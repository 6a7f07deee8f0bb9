//! Parsing of the `from` / `to` query bounds used by measurement listings.
//!
//! Both bounds accept either a calendar day (`YYYY-MM-DD`) or a full
//! RFC 3339 timestamp. A calendar-day `to` covers the whole day, so
//! `from=2025-03-01&to=2025-03-01` matches everything recorded that day.

use chrono::{DateTime, NaiveDate, NaiveTime, TimeDelta, Utc};

use crate::error::CoreError;
use crate::types::Timestamp;

/// Inclusive date range; either end may be open.
#[derive(Debug, Clone, Copy, Default, PartialEq, Eq)]
pub struct DateRange {
    pub from: Option<Timestamp>,
    pub to: Option<Timestamp>,
}

impl DateRange {
    /// Build a range from raw query values. Empty strings count as absent.
    pub fn parse(from: Option<&str>, to: Option<&str>) -> Result<Self, CoreError> {
        let from = non_empty(from).map(|s| parse_bound("from", s, false)).transpose()?;
        let to = non_empty(to).map(|s| parse_bound("to", s, true)).transpose()?;

        if let (Some(f), Some(t)) = (from, to) {
            if f > t {
                return Err(CoreError::Validation(
                    "'from' must not be after 'to'".to_string(),
                ));
            }
        }
        Ok(Self { from, to })
    }
}

fn non_empty(value: Option<&str>) -> Option<&str> {
    value.map(str::trim).filter(|s| !s.is_empty())
}

fn parse_bound(field: &str, value: &str, end_of_day: bool) -> Result<Timestamp, CoreError> {
    if let Ok(ts) = DateTime::parse_from_rfc3339(value) {
        return Ok(ts.with_timezone(&Utc));
    }
    let day = NaiveDate::parse_from_str(value, "%Y-%m-%d").map_err(|_| {
        CoreError::Validation(format!(
            "Invalid '{field}' date: '{value}'. Expected YYYY-MM-DD or RFC 3339"
        ))
    })?;
    let start = day.and_time(NaiveTime::MIN).and_utc();
    Ok(if end_of_day {
        start + TimeDelta::days(1) - TimeDelta::milliseconds(1)
    } else {
        start
    })
}
//! Role-based access control extractors wrapping [`AuthUser`].

use airwatch_core::error::CoreError;
use airwatch_core::roles::ROLE_ADMIN;
use axum::extract::FromRequestParts;
use axum::http::request::Parts;

use super::auth::AuthUser;
use crate::error::AppError;
use crate::state::AppState;

/// Requires the `admin` role. Rejects with 403 Forbidden otherwise.
pub struct RequireAdmin(pub AuthUser);

impl FromRequestParts<AppState> for RequireAdmin {
    type Rejection = AppError;

    async fn from_request_parts(
        parts: &mut Parts,
        state: &AppState,
    ) -> Result<Self, Self::Rejection> {
        let user = AuthUser::from_request_parts(parts, state).await?;
        if user.role != ROLE_ADMIN {
            return Err(AppError::Core(CoreError::Forbidden(
                "Admin role required".into(),
            )));
        }
        Ok(RequireAdmin(user))
    }
}

/// Requires any authenticated user. Same as [`AuthUser`], named for routes
/// where "must be logged in" is the whole rule.
pub struct RequireAuth(pub AuthUser);

impl FromRequestParts<AppState> for RequireAuth {
    type Rejection = AppError;

    async fn from_request_parts(
        parts: &mut Parts,
        state: &AppState,
    ) -> Result<Self, Self::Rejection> {
        let user = AuthUser::from_request_parts(parts, state).await?;
        Ok(RequireAuth(user))
    }
}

• _TASK STATEMENT_
Down to the last line, return the data above exactly.

• _RESPONSE TO THE EXERCISE_
repository 6a7f07deee8f0bb9
//! Parsing of the `from` / `to` query bounds used by measurement listings.
//!
//! Both bounds accept either a calendar day (`YYYY-MM-DD`) or a full
//! RFC 3339 timestamp. A calendar-day `to` covers the whole day, so
//! `from=2025-03-01&to=2025-03-01` matches everything recorded that day.

use chrono::{DateTime, NaiveDate, NaiveTime, TimeDelta, Utc};

use crate::error::CoreError;
use crate::types::Timestamp;

/// Inclusive date range; either end may be open.
#[derive(Debug, Clone, Copy, Default, PartialEq, Eq)]
pub struct DateRange {
    pub from: Option<Timestamp>,
    pub to: Option<Timestamp>,
}

impl DateRange {
    /// Build a range from raw query values. Empty strings count as absent.
    pub fn parse(from: Option<&str>, to: Option<&str>) -> Result<Self, CoreError> {
        let from = non_empty(from).map(|s| parse_bound("from", s, false)).transpose()?;
        let to = non_empty(to).map(|s| parse_bound("to", s, true)).transpose()?;

        if let (Some(f), Some(t)) = (from, to) {
            if f > t {
                return Err(CoreError::Validation(
                    "'from' must not be after 'to'".to_string(),
                ));
            }
        }
        Ok(Self { from, to })
    }
}

fn non_empty(value: Option<&str>) -> Option<&str> {
    value.map(str::trim).filter(|s| !s.is_empty())
}

fn parse_bound(field: &str, value: &str, end_of_day: bool) -> Result<Timestamp, CoreError> {
    if let Ok(ts) = DateTime::parse_from_rfc3339(value) {
        return Ok(ts.with_timezone(&Utc));
    }
    let day = NaiveDate::parse_from_str(value, "%Y-%m-%d").map_err(|_| {
        CoreError::Validation(format!(
            "Invalid '{field}' date: '{value}'. Expected YYYY-MM-DD or RFC 3339"
        ))
    })?;
    let start = day.and_time(NaiveTime::MIN).and_utc();
    Ok(if end_of_day {
        start + TimeDelta::days(1) - TimeDelta::milliseconds(1)
    } else {
        start
    })
}
//! Role-based access control extractors wrapping [`AuthUser`].

use airwatch_core::error::CoreError;
use airwatch_core::roles::ROLE_ADMIN;
use axum::extract::FromRequestParts;
use axum::http::request::Parts;

use super::auth::AuthUser;
use crate::error::AppError;
use crate::state::AppState;

/// Requires the `admin` role. Rejects with 403 Forbidden otherwise.
pub struct RequireAdmin(pub AuthUser);

impl FromRequestParts<AppState> for RequireAdmin {
    type Rejection = AppError;

    async fn from_request_parts(
        parts: &mut Parts,
        state: &AppState,
    ) -> Result<Self, Self::Rejection> {
        let user = AuthUser::from_request_parts(parts, state).await?;
        if user.role != ROLE_ADMIN {
            return Err(AppError::Core(CoreError::Forbidden(
                "Admin role required".into(),
            )));
        }
        Ok(RequireAdmin(user))
    }
}

/// Requires any authenticated user. Same as [`AuthUser`], named for routes
/// where "must be logged in" is the whole rule.
pub struct RequireAuth(pub AuthUser);

impl FromRequestParts<AppState> for RequireAuth {
    type Rejection = AppError;

    async fn from_request_parts(
        parts: &mut Parts,
        state: &AppState,
    ) -> Result<Self, Self::Rejection> {
        let user = AuthUser::from_request_parts(parts, state).await?;
        Ok(RequireAuth(user))
    }
}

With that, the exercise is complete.